PROBLEM TO SOLVE: An exact repetition of the records is required. Leave nothing out.

SUPPLIED DATA:
use crate::primitive::Primitive;

/// Early-stopping rules for the convergence loop.
///
/// The loop always terminates when an assignment round moves no points,
/// or when the round cap is reached. A stop rule can additionally end a
/// run whose total distortion has stopped improving, which is useful on
/// data where the last few reassignments oscillate without meaningfully
/// changing the result.
pub enum StopRule<T: Primitive> {
    /// No early stopping: run until the assignment is stable or the
    /// round cap is hit.
    Stable,
    /// Stop directly after the first round whose distortion improvement
    /// was not larger than `threshold`.
    /// ## Fields:
    /// - **threshold**: Threshold used to detect an improvement (`improvement > threshold`)
    NoImprovement { threshold: T },
    /// Stop when there has been no improvement larger than `threshold`
    /// for `x` consecutive rounds.
    /// ## Fields:
    /// - **x**: Amount of consecutive rounds without improvement, after which the run is stopped
    /// - **threshold**: Threshold used to detect an improvement (`improvement > threshold`)
    /// - **abort_on_negative**: Whether a negative improvement stops the run instantly (**true**),
    ///   or is handled like "no improvement" (**false**)
    NoImprovementForXRounds { x: usize, threshold: T, abort_on_negative: bool },
}

impl<T: Primitive> StopRule<T> {
    pub(crate) fn create_logic(&self) -> Box<dyn StopRuleLogic<T>> {
        match *self {
            StopRule::Stable => Box::new(StableLogic),
            StopRule::NoImprovement { threshold } => Box::new(NoImprovementLogic {
                threshold,
                prev_distortion: T::infinity(),
            }),
            StopRule::NoImprovementForXRounds { x, threshold, abort_on_negative } => {
                Box::new(NoImprovementForXRoundsLogic {
                    x,
                    threshold,
                    abort_on_negative,
                    prev_distortion: T::infinity(),
                    no_improvement_counter: 0,
                })
            }
        }
    }
}

/// Per-run state of a [`StopRule`].
pub(crate) trait StopRuleLogic<T: Primitive> {
    /// Has to be called once per finished round, with the round's total
    /// distortion.
    /// ## Returns
    /// - **true** if the run should continue
    /// - **false** if the run should stop
    fn next(&mut self, distortion: T) -> bool;
}

struct StableLogic;
impl<T: Primitive> StopRuleLogic<T> for StableLogic {
    fn next(&mut self, _: T) -> bool {
        true
    }
}

struct NoImprovementLogic<T: Primitive> {
    threshold: T,
    prev_distortion: T,
}
impl<T: Primitive> StopRuleLogic<T> for NoImprovementLogic<T> {
    fn next(&mut self, distortion: T) -> bool {
        let improvement = self.prev_distortion - distortion;
        self.prev_distortion = distortion;
        improvement > self.threshold
    }
}

struct NoImprovementForXRoundsLogic<T: Primitive> {
    x: usize,
    threshold: T,
    abort_on_negative: bool,
    prev_distortion: T,
    no_improvement_counter: usize,
}
impl<T: Primitive> StopRuleLogic<T> for NoImprovementForXRoundsLogic<T> {
    fn next(&mut self, distortion: T) -> bool {
        let improvement = self.prev_distortion - distortion;
        self.prev_distortion = distortion;
        if self.abort_on_negative && improvement < T::zero() {
            return false;
        }
        if improvement > self.threshold {
            self.no_improvement_counter = 0;
        } else {
            self.no_improvement_counter += 1;
        }
        self.no_improvement_counter < self.x
    }
}

#[cfg(test)]
mod tests {
    use super::*;

    #[test]
    fn stable_never_stops() {
        let mut logic = StopRule::<f64>::Stable.create_logic();
        assert_eq!(logic.next(3000.0), true);
        assert_eq!(logic.next(3000.0), true);
        assert_eq!(logic.next(9000.0), true);
    }

    #[test]
    fn no_improvement_f32() {
        no_improvement::<f32>();
    }
    #[test]
    fn no_improvement_f64() {
        no_improvement::<f64>();
    }

    fn no_improvement<T: Primitive>() {
        {
            // The first call always improves from infinity.
            let mut logic = StopRule::NoImprovement { threshold: T::from(0.0005).unwrap() }.create_logic();
            assert_eq!(logic.next(T::from(3000.0).unwrap()), true);
            assert_eq!(logic.next(T::from(3000.0).unwrap()), false);
        }
        {
            // Improvement below the threshold stops the run.
            let mut logic = StopRule::NoImprovement { threshold: T::from(0.0005).unwrap() }.create_logic();
            assert_eq!(logic.next(T::from(3000.0).unwrap()), true);
            assert_eq!(logic.next(T::from(2999.99959).unwrap()), false);
        }
        {
            // Improvement above the threshold continues the run.
            let mut logic = StopRule::NoImprovement { threshold: T::from(0.0005).unwrap() }.create_logic();
            assert_eq!(logic.next(T::from(3000.0).unwrap()), true);
            assert_eq!(logic.next(T::from(2999.99935).unwrap()), true);
        }
        {
            let mut logic = StopRule::NoImprovement { threshold: T::from(0.0005).unwrap() }.create_logic();
            assert_eq!(logic.next(T::from(3000.0).unwrap()), true);
            assert_eq!(logic.next(T::from(2000.0).unwrap()), true);
            assert_eq!(logic.next(T::from(1999.99).unwrap()), true);
            assert_eq!(logic.next(T::from(1999.99999999).unwrap()), false);
        }
    }

    #[test]
    fn no_improvement_for_x_rounds_f32() {
        no_improvement_for_x_rounds::<f32>();
    }
    #[test]
    fn no_improvement_for_x_rounds_f64() {
        no_improvement_for_x_rounds::<f64>();
    }

    fn no_improvement_for_x_rounds<T: Primitive>() {
        {
            // x = 1 behaves like NoImprovement.
            let mut logic = StopRule::NoImprovementForXRounds {
                x: 1,
                threshold: T::from(0.0005).unwrap(),
                abort_on_negative: false,
            }
            .create_logic();
            assert_eq!(logic.next(T::from(3000.0).unwrap()), true);
            assert_eq!(logic.next(T::from(3000.0).unwrap()), false);
        }
        {
            // An improving round resets the counter.
            let mut logic = StopRule::NoImprovementForXRounds {
                x: 2,
                threshold: T::from(0.0005).unwrap(),
                abort_on_negative: false,
            }
            .create_logic();
            assert_eq!(logic.next(T::from(3000.0).unwrap()), true);
            assert_eq!(logic.next(T::from(2000.0).unwrap()), true);
            assert_eq!(logic.next(T::from(2000.0).unwrap()), true);
            assert_eq!(logic.next(T::from(1999.0).unwrap()), true);
            assert_eq!(logic.next(T::from(1999.0).unwrap()), true);
            assert_eq!(logic.next(T::from(1999.0).unwrap()), false);
        }
        {
            // A negative improvement stops instantly when requested,
            // even if its absolute value is below the threshold.
            let mut logic = StopRule::NoImprovementForXRounds {
                x: 2,
                threshold: T::from(0.0005).unwrap(),
                abort_on_negative: true,
            }
            .create_logic();
            assert_eq!(logic.next(T::from(3000.0).unwrap()), true);
            assert_eq!(logic.next(T::from(3000.0004).unwrap()), false);
        }
        {
            // Without abort_on_negative, a regression counts as "no improvement".
            let mut logic = StopRule::NoImprovementForXRounds {
                x: 2,
                threshold: T::from(0.0005).unwrap(),
                abort_on_negative: false,
            }
            .create_logic();
            assert_eq!(logic.next(T::from(3000.0).unwrap()), true);
            assert_eq!(logic.next(T::from(3001.0).unwrap()), true);
            assert_eq!(logic.next(T::from(3002.0).unwrap()), false);
        }
    }
}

RESPONSE TO THIS TASK:
use crate::primitive::Primitive;

/// Early-stopping rules for the convergence loop.
///
/// The loop always terminates when an assignment round moves no points,
/// or when the round cap is reached. A stop rule can additionally end a
/// run whose total distortion has stopped improving, which is useful on
/// data where the last few reassignments oscillate without meaningfully
/// changing the result.
pub enum StopRule<T: Primitive> {
    /// No early stopping: run until the assignment is stable or the
    /// round cap is hit.
    Stable,
    /// Stop directly after the first round whose distortion improvement
    /// was not larger than `threshold`.
    /// ## Fields:
    /// - **threshold**: Threshold used to detect an improvement (`improvement > threshold`)
    NoImprovement { threshold: T },
    /// Stop when there has been no improvement larger than `threshold`
    /// for `x` consecutive rounds.
    /// ## Fields:
    /// - **x**: Amount of consecutive rounds without improvement, after which the run is stopped
    /// - **threshold**: Threshold used to detect an improvement (`improvement > threshold`)
    /// - **abort_on_negative**: Whether a negative improvement stops the run instantly (**true**),
    ///   or is handled like "no improvement" (**false**)
    NoImprovementForXRounds { x: usize, threshold: T, abort_on_negative: bool },
}

impl<T: Primitive> StopRule<T> {
    pub(crate) fn create_logic(&self) -> Box<dyn StopRuleLogic<T>> {
        match *self {
            StopRule::Stable => Box::new(StableLogic),
            StopRule::NoImprovement { threshold } => Box::new(NoImprovementLogic {
                threshold,
                prev_distortion: T::infinity(),
            }),
            StopRule::NoImprovementForXRounds { x, threshold, abort_on_negative } => {
                Box::new(NoImprovementForXRoundsLogic {
                    x,
                    threshold,
                    abort_on_negative,
                    prev_distortion: T::infinity(),
                    no_improvement_counter: 0,
                })
            }
        }
    }
}

/// Per-run state of a [`StopRule`].
pub(crate) trait StopRuleLogic<T: Primitive> {
    /// Has to be called once per finished round, with the round's total
    /// distortion.
    /// ## Returns
    /// - **true** if the run should continue
    /// - **false** if the run should stop
    fn next(&mut self, distortion: T) -> bool;
}

struct StableLogic;
impl<T: Primitive> StopRuleLogic<T> for StableLogic {
    fn next(&mut self, _: T) -> bool {
        true
    }
}

struct NoImprovementLogic<T: Primitive> {
    threshold: T,
    prev_distortion: T,
}
impl<T: Primitive> StopRuleLogic<T> for NoImprovementLogic<T> {
    fn next(&mut self, distortion: T) -> bool {
        let improvement = self.prev_distortion - distortion;
        self.prev_distortion = distortion;
        improvement > self.threshold
    }
}

struct NoImprovementForXRoundsLogic<T: Primitive> {
    x: usize,
    threshold: T,
    abort_on_negative: bool,
    prev_distortion: T,
    no_improvement_counter: usize,
}
impl<T: Primitive> StopRuleLogic<T> for NoImprovementForXRoundsLogic<T> {
    fn next(&mut self, distortion: T) -> bool {
        let improvement = self.prev_distortion - distortion;
        self.prev_distortion = distortion;
        if self.abort_on_negative && improvement < T::zero() {
            return false;
        }
        if improvement > self.threshold {
            self.no_improvement_counter = 0;
        } else {
            self.no_improvement_counter += 1;
        }
        self.no_improvement_counter < self.x
    }
}

#[cfg(test)]
mod tests {
    use super::*;

    #[test]
    fn stable_never_stops() {
        let mut logic = StopRule::<f64>::Stable.create_logic();
        assert_eq!(logic.next(3000.0), true);
        assert_eq!(logic.next(3000.0), true);
        assert_eq!(logic.next(9000.0), true);
    }

    #[test]
    fn no_improvement_f32() {
        no_improvement::<f32>();
    }
    #[test]
    fn no_improvement_f64() {
        no_improvement::<f64>();
    }

    fn no_improvement<T: Primitive>() {
        {
            // The first call always improves from infinity.
            let mut logic = StopRule::NoImprovement { threshold: T::from(0.0005).unwrap() }.create_logic();
            assert_eq!(logic.next(T::from(3000.0).unwrap()), true);
            assert_eq!(logic.next(T::from(3000.0).unwrap()), false);
        }
        {
            // Improvement below the threshold stops the run.
            let mut logic = StopRule::NoImprovement { threshold: T::from(0.0005).unwrap() }.create_logic();
            assert_eq!(logic.next(T::from(3000.0).unwrap()), true);
            assert_eq!(logic.next(T::from(2999.99959).unwrap()), false);
        }
        {
            // Improvement above the threshold continues the run.
            let mut logic = StopRule::NoImprovement { threshold: T::from(0.0005).unwrap() }.create_logic();
            assert_eq!(logic.next(T::from(3000.0).unwrap()), true);
            assert_eq!(logic.next(T::from(2999.99935).unwrap()), true);
        }
        {
            let mut logic = StopRule::NoImprovement { threshold: T::from(0.0005).unwrap() }.create_logic();
            assert_eq!(logic.next(T::from(3000.0).unwrap()), true);
            assert_eq!(logic.next(T::from(2000.0).unwrap()), true);
            assert_eq!(logic.next(T::from(1999.99).unwrap()), true);
            assert_eq!(logic.next(T::from(1999.99999999).unwrap()), false);
        }
    }

    #[test]
    fn no_improvement_for_x_rounds_f32() {
        no_improvement_for_x_rounds::<f32>();
    }
    #[test]
    fn no_improvement_for_x_rounds_f64() {
        no_improvement_for_x_rounds::<f64>();
    }

    fn no_improvement_for_x_rounds<T: Primitive>() {
        {
            // x = 1 behaves like NoImprovement.
            let mut logic = StopRule::NoImprovementForXRounds {
                x: 1,
                threshold: T::from(0.0005).unwrap(),
                abort_on_negative: false,
            }
            .create_logic();
            assert_eq!(logic.next(T::from(3000.0).unwrap()), true);
            assert_eq!(logic.next(T::from(3000.0).unwrap()), false);
        }
        {
            // An improving round resets the counter.
            let mut logic = StopRule::NoImprovementForXRounds {
                x: 2,
                threshold: T::from(0.0005).unwrap(),
                abort_on_negative: false,
            }
            .create_logic();
            assert_eq!(logic.next(T::from(3000.0).unwrap()), true);
            assert_eq!(logic.next(T::from(2000.0).unwrap()), true);
            assert_eq!(logic.next(T::from(2000.0).unwrap()), true);
            assert_eq!(logic.next(T::from(1999.0).unwrap()), true);
            assert_eq!(logic.next(T::from(1999.0).unwrap()), true);
            assert_eq!(logic.next(T::from(1999.0).unwrap()), false);
        }
        {
            // A negative improvement stops instantly when requested,
            // even if its absolute value is below the threshold.
            let mut logic = StopRule::NoImprovementForXRounds {
                x: 2,
                threshold: T::from(0.0005).unwrap(),
                abort_on_negative: true,
            }
            .create_logic();
            assert_eq!(logic.next(T::from(3000.0).unwrap()), true);
            assert_eq!(logic.next(T::from(3000.0004).unwrap()), false);
        }
        {
            // Without abort_on_negative, a regression counts as "no improvement".
            let mut logic = StopRule::NoImprovementForXRounds {
                x: 2,
                threshold: T::from(0.0005).unwrap(),
                abort_on_negative: false,
            }
            .create_logic();
            assert_eq!(logic.next(T::from(3000.0).unwrap()), true);
            assert_eq!(logic.next(T::from(3001.0).unwrap()), true);
            assert_eq!(logic.next(T::from(3002.0).unwrap()), false);
        }
    }
}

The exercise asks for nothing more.